An 82-year-old man developed severe, acute, predominantly motor polyneuropathy, signs of autonomic involvement, and skin changes following aminolevulinic acid (ALA) administration. The compound was used as a prodrug for photodynamic therapy of Barrett's esophagitis. Changes were observed in various parameters of the heme pathway.
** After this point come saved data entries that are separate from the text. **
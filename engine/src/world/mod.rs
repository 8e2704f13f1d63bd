//! World Module
//!
//! Surface hits reported by the host's geometry queries, their build-side
//! classification, and an in-memory reference scene.

pub mod scene;
pub mod surface;

pub use scene::{PieceShape, PlacedPiece, Scene, SceneCall, ZoneSignal, SNAP_ZONE_DEPTH};
pub use surface::{HitEvent, InstanceId, SurfaceCategory, SurfaceGeometry, SurfaceHit};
The case reported represents a rare response to ALA treatment, resembling an acute attack of hepatic porphyria with neurological features.
AuthorsConstantin Sylantiev, Nili Schoenfeld, Rivka Mamet, Galina B Groozman, Vivian E Drory
JournalMuscle & nerve (Muscle Nerve) Vol. 31 Issue 3 Pg. 390-3 (Mar 2005) ISSN: 0148-639X [Print] United States
PMID15490483 (Publication Type: Case Reports, Journal Article)
Chemical References
  • Photosensitizing Agents
  • Aminolevulinic Acid
  • Acute Disease
  • Aged
  • Aged, 80 and over
  • Aminolevulinic Acid (adverse effects)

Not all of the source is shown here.